KINDS OF MEALS (Part 2 of 3)

  1. Four Kinds of Meals 

There are four basic kinds of meals, although some meals could fall into more than one category, or might mean a different thing to the eater than the server.   The four basic kinds of meals are:

    1. Recreational meals
    2. Nutritional meals
    3. Social meals
    4. Religious meals

i) Recreational Meals 

Recreational meals are the things we eat for fun, for the pleasure they give rather than because they satisfy hunger or because they would nourish the body.  Ice creams, candies, and certain kinds of drinks fall in that category.  A really hungry person doesn’t go to the restaurant to order sweets, unless they have other issues.  In any household, in proper circumstances, a woman does not go into the kitchen to cook candies for breakfast; neither does she serve sodas and chocolates for dinner.  Recreational meals and drinks are taken primarily to entertain the taste buds, even though they might have other secondary values.

ii)  Nutritional Meals 

Nutritional meals are what we eat or drink because we are hungry or thirsty, which in the process fortify or heal the body, for example, a proper breakfast or lunch or dinner.  There are meals and drinks, however, taken more for their medicinal properties than because they satisfy hunger.  I shall still consider such medicinal meals under the broad classification of “nutritional meals,” especially as they ultimately supply nourishment to the body.

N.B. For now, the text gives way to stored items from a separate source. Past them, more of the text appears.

//! Timing sources for the frame scheduler.

use std::future::Future;
use std::time::Duration;

/// Refresh-aligned callbacks and non-blocking waits.
///
/// No `Send` bounds: works in both native and WASM (single-threaded) contexts.
pub trait FrameClock {
    /// Resolve at the next display refresh opportunity.
    fn next_frame(&self) -> impl Future<Output = ()>;

    /// Resolve once `duration` has elapsed, without blocking the thread.
    fn sleep(&self, duration: Duration) -> impl Future<Output = ()>;
}

/// Native clock that emulates a display refresh on a shared timer thread.
///
/// `next_frame` resolves on the next multiple of the refresh interval since
/// the clock was created. Both waits are [`futures_timer::Delay`]s, so a
/// dropped wait is removed from the timer and holds nothing afterwards.
#[cfg(not(target_arch = "wasm32"))]
#[derive(Clone, Debug)]
pub struct ThreadClock {
    refresh: Duration,
    origin: std::time::Instant,
}

#[cfg(not(target_arch = "wasm32"))]
impl Default for ThreadClock {
    fn default() -> Self {
        Self::new(60)
    }
}

#[cfg(not(target_arch = "wasm32"))]
impl ThreadClock {
    /// Create a clock refreshing `refresh_hz` times per second.
    pub fn new(refresh_hz: u32) -> Self {
        Self {
            refresh: Duration::from_secs(1) / refresh_hz.max(1),
            origin: std::time::Instant::now(),
        }
    }

    /// Interval between refresh opportunities.
    #[inline]
    pub fn refresh_interval(&self) -> Duration {
        self.refresh
    }

    fn until_next_refresh(&self) -> Duration {
        let refresh = self.refresh.as_nanos().max(1);
        let elapsed = self.origin.elapsed().as_nanos();
        let remaining = refresh - elapsed % refresh;
        Duration::from_nanos(remaining as u64)
    }
}

#[cfg(not(target_arch = "wasm32"))]
impl FrameClock for ThreadClock {
    fn next_frame(&self) -> impl Future<Output = ()> {
        futures_timer::Delay::new(self.until_next_refresh())
    }

    fn sleep(&self, duration: Duration) -> impl Future<Output = ()> {
        futures_timer::Delay::new(duration)
    }
}

/// Browser clock using `requestAnimationFrame` and `setTimeout`.
#[cfg(feature = "web")]
pub mod web {
    use super::*;
    use wasm_bindgen::JsValue;
    use wasm_bindgen_futures::JsFuture;

    /// Clock driven by the browser's event loop.
    #[derive(Clone, Copy, Debug, Default)]
    pub struct WebClock;

    impl WebClock {
        /// Create a browser clock.
        pub fn new() -> Self {
            Self
        }
    }

    async fn settle(promise: js_sys::Promise) {
        let _ = JsFuture::from(promise).await;
    }

    impl FrameClock for WebClock {
        fn next_frame(&self) -> impl Future<Output = ()> {
            let promise = js_sys::Promise::new(&mut |resolve, _| {
                let requested = web_sys::window()
                    .map(|window| window.request_animation_frame(&resolve).is_ok())
                    .unwrap_or(false);
                if !requested {
                    let _ = resolve.call0(&JsValue::NULL);
                }
            });
            settle(promise)
        }

        fn sleep(&self, duration: Duration) -> impl Future<Output = ()> {
            let millis = duration.as_millis().min(i32::MAX as u128) as i32;
            let promise = js_sys::Promise::new(&mut |resolve, _| {
                let scheduled = web_sys::window()
                    .map(|window| {
                        window
                            .set_timeout_with_callback_and_timeout_and_arguments_0(&resolve, millis)
                            .is_ok()
                    })
                    .unwrap_or(false);
                if !scheduled {
                    let _ = resolve.call0(&JsValue::NULL);
                }
            });
            settle(promise)
        }
    }
}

While Prophet Elijah fled for his life from wicked Jezebel, he took refuge under a desert tree where he prayed to die.  There, an angel twice served him food and water, saying, “Arise and eat, because the journey is too great for thee” (1 Kings 19:7).  In other words, the angel said, “Elijah, you still have a long way to go, so you need this food for your NOURISHMENT.”  Elijah got up to eat, and “the food gave him enough STRENGTH to travel forty days and forty nights to Mount Sinai, the mountain of God” (v.8, New Living Translation).

On one occasion when Jesus multiplied bread and fish to feed His followers, it was so that they would be strengthened on their way back home.  He said,

   I have compassion for these people; they have already been with me three days and have nothing to eat. I do not want to send them away HUNGRY, or they may collapse on the way (Matthew 15:32, New International Version).

After Jesus had raised Jairus’ daughter from death, He turned to the parents and “commanded that something should be given her to eat” (Mark 5:43).  He prescribed food, to nourish her back to strength and health; food to sustain the physical life that she had got back by supernatural means.  In their obedience to Dr Jesus’ prescription, the parents would certainly not have served that child recreational meals such as lolly pops chocolates.  In my part of Africa, they might have started her with pap, or hot and spicy “fresh fish pepper soup,” then some rice and beans, or even some ‘solids’ to ‘swallow,’ to ‘hold her body’ very well.

iii)  Social Meals 

Social meals are foods and drinks taken not primarily because we are hungry or sick, but because the meal and the eating of it are part of a social event.  One of Chinua Achebe’s popular Igbo proverbs aptly states, “A man who calls his kinsmen to a feast does not do so to save them from starving.  They all have food in their own homes” (Things Fall apart).

At a wedding or birthday ceremony, for example, foods and drinks are usually served, mainly as a social gesture.  Someone could eat that food hungrily as their lunch or dinner, and it could give them nutrition, but charity and nutrition had not been the primary purpose for the meal.  Another person at the same event, who had eaten to the full before they came to the party, might merely taste a little of the food purely out of courtesy than because they are hungry or because they expect the meal to be a dietary therapy.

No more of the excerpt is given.